Britten’s third quartet (Opus 94 in G major) was one of the pieces he composed in 1975. It was written two months after Shostakovich’s death; and Shostakovich’s spirit is clearly present, particularly in the prankish fourth (“Burlesque”) movement. However, the thematic material is also informed by the music Britten had composed for his Death in Venice opera in 1973; and Britten never concealed the fact that he identified at a highly personal level with the opera’s protagonist, Gustav von Aschenbach. The final movement, structured as a passacaglia with an introductory (operatic?) recitative, is given the subtitle “La Serenissima,” drawing its name from La Serenissima Repubblica di Venezia (the most serene republic of Venice).

That sense of serenity also reflected Britten’s personal mediations on the final hours of Jesus facing crucifixion.
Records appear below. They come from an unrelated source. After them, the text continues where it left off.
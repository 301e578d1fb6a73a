// libaime/src/transport/clock.rs

use std::time::{Duration, Instant};

use crate::transport::traits::Clock;

/// Clock backed by `std::time::Instant`, counting from construction.
#[derive(Debug, Clone, Copy)]
pub struct SystemClock {
    origin: Instant,
}

impl SystemClock {
    pub fn new() -> Self {
        Self {
            origin: Instant::now(),
        }
    }
}

impl Default for SystemClock {
    fn default() -> Self {
        Self::new()
    }
}

impl Clock for SystemClock {
    fn now_us(&self) -> u64 {
        u64::try_from(self.origin.elapsed().as_micros()).unwrap_or(u64::MAX)
    }

    fn sleep(&mut self, duration: Duration) {
        std::thread::sleep(duration);
    }
}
Having seen the end of Shostakovich’s journey, Britten knew that his own was now in sight. He died fifteen days before the Opus 94 quartet was given its first performance; but, through the conclusion of that quartet, he could take the final steps of his journey with a serene calm and the satisfaction of a highly productive life. In that context it was significant that CSQ could both appreciate and communicate that sense of serenity that saw Britten through his final months.

For the final half of their program, CSQ returned to the fifth string quartet of Benjamin Lees. This was completed in the summer of 2001 under a CSQ commission for their Call & Response series. In fact, the commission requested that Lees “respond” to the “call” of the Shostakovich and Britten quartets performed during the first half of last night’s recital. Lees’ primary influence, however, seems to have been Surrealist painting; and he tried to capture the illogical juxtapositions of images evoked by the Surrealists in his own juxtapositions of thematic material. To some extent similar juxtapositions can be found in Shostakovich, but Britten’s presence is less clear.

Indeed, there was even a bit of irony in that, after the seven movements of Shostakovich’s quartet and the five movements of Britten’s, Lees should fall back on the traditional four-movement conventions of the eighteenth century. In addition, the final movement is an “Explosive” (actually the movement title) burst of fugal writing, which may have taken in both the seventeenth century and Britten in a single nod. While there is no parallel fugue in Opus 94, Britten was particular skilled at imitative counterpoint; and, for all we know, Lees had decided that, following the spirit of Johann Sebastian Bach, it would be appropriate to complement the passacaglia of Opus 94 with a fugue.

CSQ made a clear case that there was as much substance in Lees as had been encountered in both Shostakovich and Britten. The problem, however, is that Lees’ music receives so little attention that appreciating his substance is more difficult. The evening thus concluded with the poignant reminder that here was a composer who clearly deserved more attention than he was getting and that this was not a mission that CSQ could undertake alone.